The cuisine of Somalia is a delicious hotch potch of flavours borrowed from East Africa, India, Persia, British, French, and incorporated into the native, ancient cuisines. Digaag Duban is a fine example of the influence of Indian flavours owing to the liberal use of herbs and spices.
I am not an expert on Somali food and the little knowledge I have comes from a friend, Abderazzaq Noor. He and his wife like to describe themselves as Melbourne-based nomads from East Africa. They are also the people behind the successful blog, Cook with 2 Nomads through which they share recipes, stories and conduct cooking classes to introduce East African food to the larger society.
The recipe for today’s dish, Digaag Duban, also comes from their website but I must admit that I have tweaked the measurements of the spices to suit my tastebuds. Also, I have used chicken drumsticks and not drumettes as the original recipe stated so it was important to tweak the measurements for optimal flavour.
As I mentioned earlier, there are so many dishes in Somali cuisine heavily inspired by Indian cuisine owing to the historical trade routes and relations. Spices are a big part of the food especially coriander, cumin, pepper, cloves etc…
If you are of Indian origin or familiar with Indian cuisine, then this recipe for Digaag Duban or Somali style baked chicken would feel so familiar.
The marinade is the star of this recipe; it’s simple but a very aromatic and flavourful one. As I always mention, do follow the measurements I have provided as a ballpark and feel free to tweak depending on taste as the flavour of spices change based on brands.
I have used chicken drumsticks but traditionally, other cuts of chicken are used. Drumettes are a good idea too if you would like to serve Digaag Duban as an appetizer.
While making dishes like these, it’s best to marinate the chicken overnight or atleast 4-6 hours for the flavours to develop. I prefer skinless drumsticks as this would ensure that the marinade is in direct contact with the meat and this translates into more flavour.
I followed Noor’s suggestion and baked these chicken drumsticks, an easier and healthier cooking technique. But you could fry, roast, grill or even air fry these…I bet it’s delicious every single way.

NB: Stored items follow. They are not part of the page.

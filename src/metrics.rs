//! Prometheus metrics registry and instruments.
//!
//! This module is framework-agnostic and can be used from any layer.

use lazy_static::lazy_static;
use prometheus::{HistogramOpts, IntCounterVec, Opts, Registry};

lazy_static! {
    /// Global Prometheus registry
    pub static ref REGISTRY: Registry = Registry::new();

    // HTTP Metrics
    pub static ref HTTP_REQUESTS_TOTAL: IntCounterVec = IntCounterVec::new(
        Opts::new("clipnest_http_requests_total", "Total number of HTTP requests"),
        &["method", "endpoint", "status"]
    ).expect("metric can be created");
    pub static ref HTTP_REQUEST_DURATION_SECONDS: prometheus::HistogramVec = prometheus::HistogramVec::new(
        HistogramOpts::new(
            "clipnest_http_request_duration_seconds",
            "HTTP request duration in seconds"
        ).buckets(vec![0.001, 0.005, 0.01, 0.025, 0.05, 0.1, 0.25, 0.5, 1.0, 2.5, 5.0, 10.0]),
        &["method", "endpoint"]
    ).expect("metric can be created");

    // Interaction Metrics
    pub static ref INTERACTIONS_TOTAL: IntCounterVec = IntCounterVec::new(
        Opts::new("clipnest_interactions_total", "Total number of user interactions"),
        &["kind"]
    ).expect("metric can be created");
    pub static ref NOTIFICATIONS_DISPATCHED_TOTAL: IntCounterVec = IntCounterVec::new(
        Opts::new("clipnest_notifications_dispatched_total", "Total number of notification dispatch attempts"),
        &["status"]
    ).expect("metric can be created");

    // Error Metrics
    pub static ref ERRORS_TOTAL: IntCounterVec = IntCounterVec::new(
        Opts::new("clipnest_errors_total", "Total number of errors"),
        &["error_type"]
    ).expect("metric can be created");
}

/// Initialize metrics registry.
pub fn init_metrics() {
    REGISTRY
        .register(Box::new(HTTP_REQUESTS_TOTAL.clone()))
        .expect("HTTP_REQUESTS_TOTAL can be registered");
    REGISTRY
        .register(Box::new(HTTP_REQUEST_DURATION_SECONDS.clone()))
        .expect("HTTP_REQUEST_DURATION_SECONDS can be registered");
    REGISTRY
        .register(Box::new(INTERACTIONS_TOTAL.clone()))
        .expect("INTERACTIONS_TOTAL can be registered");
    REGISTRY
        .register(Box::new(NOTIFICATIONS_DISPATCHED_TOTAL.clone()))
        .expect("NOTIFICATIONS_DISPATCHED_TOTAL can be registered");
    REGISTRY
        .register(Box::new(ERRORS_TOTAL.clone()))
        .expect("ERRORS_TOTAL can be registered");

    tracing::info!("Metrics registry initialized");
}
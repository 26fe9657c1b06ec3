//! Caller identity extraction
//!
//! Authentication itself is an external collaborator: by the time a
//! request reaches this service, real credentials have been resolved to
//! an opaque subject carried in the Authorization header. This module
//! only extracts that subject.

use axum::{
    async_trait,
    extract::FromRequestParts,
    http::{HeaderMap, request::Parts},
};

use crate::error::AppError;

fn extract_subject_from_headers(headers: &HeaderMap) -> Option<String> {
    headers
        .get("Authorization")
        .and_then(|h| h.to_str().ok())
        .and_then(|h| h.strip_prefix("Bearer "))
        .map(str::trim)
        .filter(|s| !s.is_empty())
        .map(ToOwned::to_owned)
}

/// Extractor for the authenticated caller
///
/// Rejects with 401 when no subject is present. Use on endpoints the
/// contract marks as requiring auth.
///
/// # Usage
/// ```ignore
/// async fn handler(
///     CurrentUser(user_id): CurrentUser,
/// ) -> impl IntoResponse {
///     format!("Hello, {}", user_id)
/// }
/// ```
#[derive(Debug, Clone)]
pub struct CurrentUser(pub String);

#[async_trait]
impl<S> FromRequestParts<S> for CurrentUser
where
    S: Send + Sync,
{
    type Rejection = AppError;

    async fn from_request_parts(parts: &mut Parts, _state: &S) -> Result<Self, Self::Rejection> {
        let subject =
            extract_subject_from_headers(&parts.headers).ok_or(AppError::Unauthorized)?;
        Ok(CurrentUser(subject))
    }
}

/// Optional caller extractor
///
/// Returns None if not authenticated, instead of error. Used on the
/// endpoints that permit anonymous interaction.
#[derive(Debug, Clone)]
pub struct MaybeUser(pub Option<String>);

#[async_trait]
impl<S> FromRequestParts<S> for MaybeUser
where
    S: Send + Sync,
{
    type Rejection = std::convert::Infallible;

    async fn from_request_parts(parts: &mut Parts, _state: &S) -> Result<Self, Self::Rejection> {
        Ok(MaybeUser(extract_subject_from_headers(&parts.headers)))
    }
}

#[cfg(test)]
mod tests {
    use super::*;
    use axum::http::HeaderValue;

    #[test]
    fn bearer_subject_is_extracted() {
        let mut headers = HeaderMap::new();
        headers.insert(
            "Authorization",
            HeaderValue::from_static("Bearer 01ARZ3NDEKTSV4RRFFQ69G5FAV"),
        );
        assert_eq!(
            extract_subject_from_headers(&headers).as_deref(),
            Some("01ARZ3NDEKTSV4RRFFQ69G5FAV")
        );
    }

    #[test]
    fn missing_or_empty_subject_is_none() {
        assert_eq!(extract_subject_from_headers(&HeaderMap::new()), None);

        let mut headers = HeaderMap::new();
        headers.insert("Authorization", HeaderValue::from_static("Bearer "));
        assert_eq!(extract_subject_from_headers(&headers), None);
    }

    #[test]
    fn non_bearer_scheme_is_ignored() {
        let mut headers = HeaderMap::new();
        headers.insert("Authorization", HeaderValue::from_static("Basic abc123"));
        assert_eq!(extract_subject_from_headers(&headers), None);
    }
}
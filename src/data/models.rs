//! Data models
//!
//! Rust structs representing database entities.
//! All models use ULID for IDs and chrono for timestamps.

use chrono::{DateTime, Utc};
use serde::{Deserialize, Serialize};

// =============================================================================
// ID Types
// =============================================================================

/// Entity ID wrapper (ULID format, 26 characters)
///
/// Example: "01ARZ3NDEKTSV4RRFFQ69G5FAV"
#[derive(Debug, Clone, PartialEq, Eq, Hash, Serialize, Deserialize)]
#[serde(transparent)]
pub struct EntityId(pub String);

impl EntityId {
    /// Generate a new ULID
    pub fn new() -> Self {
        Self(ulid::Ulid::new().to_string())
    }

    /// Create from existing string
    pub fn from_string(s: String) -> Self {
        Self(s)
    }

    /// Check whether a string is a well-formed entity ID
    pub fn is_valid(s: &str) -> bool {
        ulid::Ulid::from_string(s).is_ok()
    }
}

impl Default for EntityId {
    fn default() -> Self {
        Self::new()
    }
}

// =============================================================================
// External entities (users, videos)
// =============================================================================

/// A platform user
///
/// Owned by the external account service. The interaction core only
/// reads `full_name` and `avatar` to stamp authored content.
#[derive(Debug, Clone, Serialize, Deserialize, sqlx::FromRow)]
pub struct User {
    pub id: String,
    pub full_name: String,
    pub avatar: String,
    pub created_at: DateTime<Utc>,
}

/// A video
///
/// Owned by the external upload/transcoding pipeline. The interaction
/// core increments `comments_count` and reads `owner`/`title` when
/// building notification text.
#[derive(Debug, Clone, Serialize, Deserialize, sqlx::FromRow)]
pub struct Video {
    pub id: String,
    pub owner: String,
    pub title: String,
    pub thumbnail: String,
    pub views: i64,
    pub comments_count: i64,
    pub created_at: DateTime<Utc>,
}

// =============================================================================
// Comments and replies
// =============================================================================

/// A comment on a video
///
/// `user_name`/`user_avatar` are a denormalized author snapshot captured
/// at creation time and never refreshed. `likes` is a denormalized count
/// maintained by the like toggle.
#[derive(Debug, Clone, Serialize, Deserialize, sqlx::FromRow)]
pub struct Comment {
    pub id: String,
    pub video_id: String,
    pub owner: String,
    pub user_name: String,
    pub user_avatar: String,
    pub content: String,
    pub likes: i64,
    pub created_at: DateTime<Utc>,
}

/// A reply to a comment
///
/// `video_id` is copied from the parent comment at creation for
/// denormalized scoping.
#[derive(Debug, Clone, Serialize, Deserialize, sqlx::FromRow)]
pub struct CommentReply {
    pub id: String,
    pub comment_id: String,
    pub video_id: String,
    pub owner: String,
    pub user_name: String,
    pub user_avatar: String,
    pub message: String,
    pub likes: i64,
    pub created_at: DateTime<Utc>,
}

/// Which kind of entity a like applies to
#[derive(Debug, Clone, Copy, PartialEq, Eq)]
pub enum LikeTarget {
    Comment,
    Reply,
}

impl LikeTarget {
    pub fn as_str(&self) -> &'static str {
        match self {
            Self::Comment => "comment",
            Self::Reply => "reply",
        }
    }
}

/// Outcome of a like toggle
#[derive(Debug, Clone, Copy, PartialEq, Eq)]
pub struct LikeToggle {
    /// true if the toggle ended in the liked state
    pub liked: bool,
    /// The target's like count after the toggle
    pub likes: i64,
}

// =============================================================================
// Notifications
// =============================================================================

/// Notification for user interactions
#[derive(Debug, Clone, Serialize, Deserialize, sqlx::FromRow)]
pub struct Notification {
    pub id: String,
    /// Recipient user ID
    pub owner: String,
    pub title: String,
    pub content: String,
    /// Type: like, comment, reply, subscription, other
    pub notification_type: String,
    /// Whether the recipient has seen this
    pub is_read: bool,
    pub created_at: DateTime<Utc>,
}

/// Notification types
#[derive(Debug, Clone, PartialEq, Eq)]
pub enum NotificationType {
    Like,
    Comment,
    Reply,
    Subscription,
    Other,
}

impl NotificationType {
    pub fn as_str(&self) -> &'static str {
        match self {
            Self::Like => "like",
            Self::Comment => "comment",
            Self::Reply => "reply",
            Self::Subscription => "subscription",
            Self::Other => "other",
        }
    }
}

// =============================================================================
// Watch history
// =============================================================================

/// A watch-history entry
///
/// Unique per (user, video); repeat views refresh `watched_at` instead of
/// appending a new row.
#[derive(Debug, Clone, Serialize, Deserialize, sqlx::FromRow)]
pub struct WatchHistoryEntry {
    pub id: String,
    pub user_id: String,
    pub video_id: String,
    pub watched_at: DateTime<Utc>,
}

/// Watch-history row joined with its video summary for display
#[derive(Debug, Clone, Serialize, Deserialize, sqlx::FromRow)]
pub struct WatchHistoryView {
    pub id: String,
    pub video_id: String,
    pub watched_at: DateTime<Utc>,
    pub title: String,
    pub thumbnail: String,
    pub views: i64,
    pub owner: String,
}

Since it’s a dish heavily bordering on Indian flavours, I find it easy to pair this Somali style baked chicken with a regular Indian meal. It’s wonderful paired with rice, dal and a veggie dish or with chappathis and raita.
So make sure to add chicken drumsticks to your shopping list and try out this delicious Digaag Duban or Somali style baked chicken.
(Do check out the category “Chicken” for more delicious recipes)
Digaag Duban (Somali baked chicken)
- 10 chicken drumsticks skin removed
- ½ tsp black peppercorns
- ½ tsp coriander seeds
- ¾ tsp cumin seeds
- ½ inch cinnamon bark
- ¾ tsp chilli powder
- Juice of ½ lemon
- A few strands of saffron
- 2-3 tbsp olive oil
- Salt to taste
- Lemon wedges; for serving
- 2 tbsp coriander leaves; finely chopped
- Clean and wash the chicken drumsticks; pat dry.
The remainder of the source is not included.